THE QUILLER MEMORANDUM (1966)

Harold Pinter didn’t win the Nobel Prize in Literature for his commercial screenplays. They’re unhappy compromises that find his vaguely menacing signature dialogue, pregnant pauses and absurdist free-association (often weirdly comic) fancies fighting against the demands of whatever genre he’s tickling. Here, it’s the international spy game with Alec Guinness as George Segal’s ‘controller,’ tossing him into a tangled web of Berlin Neo-Nazis twenty years after the war. Max von Sydow is the main target, but Segal can only find his headquarters with the help of Senta Berger who holds a key to the underground world and becomes Segal’s latest conquest. If only something happened along the way or was being planned!
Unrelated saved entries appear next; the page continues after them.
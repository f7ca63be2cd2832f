use crate::board::{Board, Player, WinningLine, CENTER_COLUMN, COLS, ROWS, WINNING_LENGTH};

use self::window_values::{window_value, CENTER_PIECE_BONUS};

mod window_values;

pub type Score = i32;

/// Base score of a decided position. Remaining search depth is added on top so
/// that faster wins (and slower losses) are preferred.
pub const WIN_SCORE: Score = 1000;

/// Starting steps of the four-cell windows scanned by the static evaluation:
/// right, down, down-right and up-right.
const WINDOW_DIRECTIONS: [(isize, isize); 4] = [(0, 1), (1, 0), (1, 1), (-1, 1)];

#[derive(Clone, Debug, PartialEq, Eq)]
pub enum GameEnding {
    Win { winner: Player, line: WinningLine },
    Draw,
}

/// Finds a completed line anywhere on the board, scanning cells row-major.
pub fn find_winning_line(board: &Board) -> Option<WinningLine> {
    board
        .pieces()
        .find_map(|(row, col, player)| board.check_win_at(row, col, player))
}

/// Returns the game ending state if the game has ended, otherwise returns None.
pub fn game_ending(board: &Board) -> Option<GameEnding> {
    if let Some(line) = find_winning_line(board) {
        return Some(GameEnding::Win {
            winner: line.player,
            line,
        });
    }

    if board.is_full() {
        return Some(GameEnding::Draw);
    }

    None
}

/// Score of a decided position from `ai`'s perspective, or `None` while
/// nobody has four in a row.
#[inline(always)]
pub fn terminal_score(board: &Board, ai: Player, remaining_depth: u8) -> Option<Score> {
    board
        .pieces()
        .find(|&(row, col, player)| board.has_win_at(row, col, player))
        .map(|(_, _, winner)| {
            if winner == ai {
                WIN_SCORE + remaining_depth as Score
            } else {
                -WIN_SCORE - remaining_depth as Score
            }
        })
}

/// Static evaluation of the board from `ai`'s perspective: a bonus for each
/// of `ai`'s pieces in the center column, plus the value of every four-cell
/// window that only one player occupies.
#[inline(always)]
pub fn score(board: &Board, ai: Player) -> Score {
    center_score(board, ai) + windows_score(board, ai)
}

fn center_score(board: &Board, ai: Player) -> Score {
    let center_pieces = (0..ROWS)
        .filter(|&row| board.get(row, CENTER_COLUMN) == Some(ai))
        .count();
    center_pieces as Score * CENTER_PIECE_BONUS
}

fn windows_score(board: &Board, ai: Player) -> Score {
    let mut score = 0;
    for row in 0..ROWS {
        for col in 0..COLS {
            for direction in WINDOW_DIRECTIONS {
                score += window_score(board, ai, row, col, direction);
            }
        }
    }
    score
}

/// Scores the window starting at (row, col) and stepping in `direction`; zero
/// when the window does not fit on the board.
fn window_score(
    board: &Board,
    ai: Player,
    row: usize,
    col: usize,
    (row_step, col_step): (isize, isize),
) -> Score {
    let last = WINNING_LENGTH as isize - 1;
    let (end_row, end_col) = (row as isize + row_step * last, col as isize + col_step * last);
    if !Board::is_valid_position(end_row, end_col) {
        return 0;
    }

    let mut ai_pieces = 0;
    let mut opponent_pieces = 0;
    for i in 0..WINNING_LENGTH as isize {
        let r = (row as isize + row_step * i) as usize;
        let c = (col as isize + col_step * i) as usize;
        match board.get(r, c) {
            Some(player) if player == ai => ai_pieces += 1,
            Some(_) => opponent_pieces += 1,
            None => (),
        }
    }

    match (ai_pieces, opponent_pieces) {
        (0, 0) => 0,
        (ai_pieces, 0) => window_value(ai_pieces),
        (0, opponent_pieces) => -window_value(opponent_pieces),
        _ => 0,
    }
}
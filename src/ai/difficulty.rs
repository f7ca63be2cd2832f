use std::fmt;
use std::str::FromStr;

use thiserror::Error;

#[derive(Error, Debug, Clone, PartialEq)]
pub enum DifficultyError {
    #[error("random move chance must be a probability between 0 and 1, got {chance}")]
    InvalidRandomMoveChance { chance: f64 },
    #[error("look-ahead depth must be at least 1")]
    DepthTooLow,
    #[error("unknown difficulty {name:?}; options are: easy, medium, hard")]
    UnknownDifficulty { name: String },
}

/// How a profile picks a column once it has decided not to play randomly.
#[derive(Clone, Copy, Debug, PartialEq, Eq)]
pub enum Strategy {
    /// Win now, else block now, else the most central playable column.
    Greedy,
    /// Alpha-beta search to the profile's look-ahead depth.
    Minimax,
}

impl fmt::Display for Strategy {
    fn fmt(&self, f: &mut fmt::Formatter<'_>) -> fmt::Result {
        match self {
            Strategy::Greedy => write!(f, "greedy"),
            Strategy::Minimax => write!(f, "minimax"),
        }
    }
}

/// A validated set of tuning knobs for the AI. Use `DifficultyProfile::new`
/// or one of the canonical `Difficulty` tiers to build one.
#[derive(Clone, Debug, PartialEq)]
pub struct DifficultyProfile {
    name: String,
    random_move_chance: f64,
    look_ahead_depth: u8,
    strategy: Strategy,
}

impl DifficultyProfile {
    pub fn new(
        name: impl Into<String>,
        random_move_chance: f64,
        look_ahead_depth: u8,
        strategy: Strategy,
    ) -> Result<Self, DifficultyError> {
        if !random_move_chance.is_finite() || !(0.0..=1.0).contains(&random_move_chance) {
            return Err(DifficultyError::InvalidRandomMoveChance {
                chance: random_move_chance,
            });
        }
        if look_ahead_depth < 1 {
            return Err(DifficultyError::DepthTooLow);
        }

        Ok(Self {
            name: name.into(),
            random_move_chance,
            look_ahead_depth,
            strategy,
        })
    }

    pub fn name(&self) -> &str {
        &self.name
    }

    pub fn random_move_chance(&self) -> f64 {
        self.random_move_chance
    }

    pub fn look_ahead_depth(&self) -> u8 {
        self.look_ahead_depth
    }

    pub fn strategy(&self) -> Strategy {
        self.strategy
    }

    /// The same profile searching to a different depth.
    pub fn with_look_ahead_depth(self, look_ahead_depth: u8) -> Result<Self, DifficultyError> {
        Self::new(
            self.name,
            self.random_move_chance,
            look_ahead_depth,
            self.strategy,
        )
    }
}

impl Default for DifficultyProfile {
    fn default() -> Self {
        Difficulty::Medium.profile()
    }
}

#[derive(Clone, Copy, Debug, PartialEq, Eq)]
pub enum Difficulty {
    Easy,
    Medium,
    Hard,
}

impl Difficulty {
    pub const ALL: [Difficulty; 3] = [Difficulty::Easy, Difficulty::Medium, Difficulty::Hard];

    pub fn profile(&self) -> DifficultyProfile {
        let (random_move_chance, look_ahead_depth, strategy) = match self {
            Difficulty::Easy => (0.7, 1, Strategy::Greedy),
            Difficulty::Medium => (0.3, 3, Strategy::Greedy),
            Difficulty::Hard => (0.0, 7, Strategy::Minimax),
        };

        DifficultyProfile {
            name: self.to_string(),
            random_move_chance,
            look_ahead_depth,
            strategy,
        }
    }
}

impl fmt::Display for Difficulty {
    fn fmt(&self, f: &mut fmt::Formatter<'_>) -> fmt::Result {
        let name = match self {
            Difficulty::Easy => "easy",
            Difficulty::Medium => "medium",
            Difficulty::Hard => "hard",
        };
        write!(f, "{}", name)
    }
}

impl FromStr for Difficulty {
    type Err = DifficultyError;

    fn from_str(name: &str) -> Result<Self, Self::Err> {
        match name.to_ascii_lowercase().as_str() {
            "easy" => Ok(Difficulty::Easy),
            "medium" => Ok(Difficulty::Medium),
            "hard" => Ok(Difficulty::Hard),
            _ => Err(DifficultyError::UnknownDifficulty {
                name: name.to_string(),
            }),
        }
    }
}

impl From<Difficulty> for DifficultyProfile {
    fn from(difficulty: Difficulty) -> Self {
        difficulty.profile()
    }
}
Perhaps we’d take less notice of what’s missing if director Michael Anderson took charge on the spare action sequences, but not much happens in those either. (Or even looks convincing.) Meanwhile, Guinness, along with George Sanders, Robert Helpmann, Robert Flemyng and other supporting espionage players get almost nothing to do. No doubt, a sly, Pinteresque joke on the useless nature of the spy game, but dramatically unsatisfying. Much like the non-surprising, twisted-allegiance grace note finale.

WATCH THIS, NOT THAT: The ending seems to have THE THIRD MAN/’49 on its brain. Vienna instead of Berlin, but still a good idea.